#### Record extracts ####
//! Server configuration management.
//!
//! Consolidates all environment variable reads and provides validated configuration.

use jungle_speed::table::TableConfig;
use std::{net::SocketAddr, time::Duration};

/// Port used when neither `SERVER_BIND` nor `PORT` is set.
pub const DEFAULT_PORT: u16 = 3001;

/// Complete server configuration loaded from environment variables
#[derive(Debug, Clone)]
pub struct ServerConfig {
    /// Server bind address
    pub bind: SocketAddr,
    /// Configuration for the single game table
    pub table: TableConfig,
}

impl ServerConfig {
    /// Load configuration from environment variables
    ///
    /// # Arguments
    ///
    /// * `bind_override` - Optional bind address override (from CLI args)
    ///
    /// # Errors
    ///
    /// Returns error if `SERVER_BIND` or `PORT` is set but malformed
    pub fn from_env(bind_override: Option<SocketAddr>) -> Result<Self, ConfigError> {
        let bind = match bind_override {
            Some(bind) => bind,
            None => resolve_bind(
                std::env::var("SERVER_BIND").ok().as_deref(),
                std::env::var("PORT").ok().as_deref(),
            )?,
        };

        let defaults = TableConfig::default();
        let table = TableConfig {
            name: std::env::var("TABLE_NAME").unwrap_or(defaults.name),
            grab_cooldown: Duration::from_millis(parse_env_or(
                "GRAB_COOLDOWN_MS",
                defaults.grab_cooldown.as_millis() as u64,
            )),
            inbox_capacity: parse_env_or("TABLE_INBOX_CAPACITY", defaults.inbox_capacity),
        };

        Ok(ServerConfig { bind, table })
    }

    /// Validate configuration after loading
    pub fn validate(&self) -> Result<(), ConfigError> {
        self.table.validate().map_err(|reason| ConfigError::Invalid {
            var: "TABLE".to_string(),
            reason,
        })
    }
}

impl Default for ServerConfig {
    fn default() -> Self {
        Self {
            bind: SocketAddr::from(([127, 0, 0, 1], DEFAULT_PORT)),
            table: TableConfig::default(),
        }
    }
}

/// Configuration error types
#[derive(Debug, thiserror::Error)]
pub enum ConfigError {
    #[error("Invalid configuration for {var}: {reason}")]
    Invalid { var: String, reason: String },
}

/// Pick the bind address from `SERVER_BIND`, falling back to `PORT` on
/// localhost and finally to [`DEFAULT_PORT`].
fn resolve_bind(server_bind: Option<&str>, port: Option<&str>) -> Result<SocketAddr, ConfigError> {
    if let Some(addr) = server_bind {
        return addr.parse().map_err(|_| ConfigError::Invalid {
            var: "SERVER_BIND".to_string(),
            reason: format!("'{addr}' is not an IP:PORT address"),
        });
    }

    let port = match port {
        Some(port) => port.parse::<u16>().map_err(|_| ConfigError::Invalid {
            var: "PORT".to_string(),
            reason: format!("'{port}' is not a port number"),
        })?,
        None => DEFAULT_PORT,
    };

    Ok(SocketAddr::from(([127, 0, 0, 1], port)))
}

/// Helper to parse environment variable with default fallback
fn parse_env_or<T>(key: &str, default: T) -> T
where
    T: std::str::FromStr,
{
    std::env::var(key)
        .ok()
        .and_then(|v| v.parse().ok())
        .unwrap_or(default)
}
####
** Task to carry out **
Could you reproduce the data above exactly as given?

** Response **
//! Server configuration management.
//!
//! Consolidates all environment variable reads and provides validated configuration.

use jungle_speed::table::TableConfig;
use std::{net::SocketAddr, time::Duration};

/// Port used when neither `SERVER_BIND` nor `PORT` is set.
pub const DEFAULT_PORT: u16 = 3001;

/// Complete server configuration loaded from environment variables
#[derive(Debug, Clone)]
pub struct ServerConfig {
    /// Server bind address
    pub bind: SocketAddr,
    /// Configuration for the single game table
    pub table: TableConfig,
}

impl ServerConfig {
    /// Load configuration from environment variables
    ///
    /// # Arguments
    ///
    /// * `bind_override` - Optional bind address override (from CLI args)
    ///
    /// # Errors
    ///
    /// Returns error if `SERVER_BIND` or `PORT` is set but malformed
    pub fn from_env(bind_override: Option<SocketAddr>) -> Result<Self, ConfigError> {
        let bind = match bind_override {
            Some(bind) => bind,
            None => resolve_bind(
                std::env::var("SERVER_BIND").ok().as_deref(),
                std::env::var("PORT").ok().as_deref(),
            )?,
        };

        let defaults = TableConfig::default();
        let table = TableConfig {
            name: std::env::var("TABLE_NAME").unwrap_or(defaults.name),
            grab_cooldown: Duration::from_millis(parse_env_or(
                "GRAB_COOLDOWN_MS",
                defaults.grab_cooldown.as_millis() as u64,
            )),
            inbox_capacity: parse_env_or("TABLE_INBOX_CAPACITY", defaults.inbox_capacity),
        };

        Ok(ServerConfig { bind, table })
    }

    /// Validate configuration after loading
    pub fn validate(&self) -> Result<(), ConfigError> {
        self.table.validate().map_err(|reason| ConfigError::Invalid {
            var: "TABLE".to_string(),
            reason,
        })
    }
}

impl Default for ServerConfig {
    fn default() -> Self {
        Self {
            bind: SocketAddr::from(([127, 0, 0, 1], DEFAULT_PORT)),
            table: TableConfig::default(),
        }
    }
}

/// Configuration error types
#[derive(Debug, thiserror::Error)]
pub enum ConfigError {
    #[error("Invalid configuration for {var}: {reason}")]
    Invalid { var: String, reason: String },
}

/// Pick the bind address from `SERVER_BIND`, falling back to `PORT` on
/// localhost and finally to [`DEFAULT_PORT`].
fn resolve_bind(server_bind: Option<&str>, port: Option<&str>) -> Result<SocketAddr, ConfigError> {
    if let Some(addr) = server_bind {
        return addr.parse().map_err(|_| ConfigError::Invalid {
            var: "SERVER_BIND".to_string(),
            reason: format!("'{addr}' is not an IP:PORT address"),
        });
    }

    let port = match port {
        Some(port) => port.parse::<u16>().map_err(|_| ConfigError::Invalid {
            var: "PORT".to_string(),
            reason: format!("'{port}' is not a port number"),
        })?,
        None => DEFAULT_PORT,
    };

    Ok(SocketAddr::from(([127, 0, 0, 1], port)))
}

/// Helper to parse environment variable with default fallback
fn parse_env_or<T>(key: &str, default: T) -> T
where
    T: std::str::FromStr,
{
    std::env::var(key)
        .ok()
        .and_then(|v| v.parse().ok())
        .unwrap_or(default)
}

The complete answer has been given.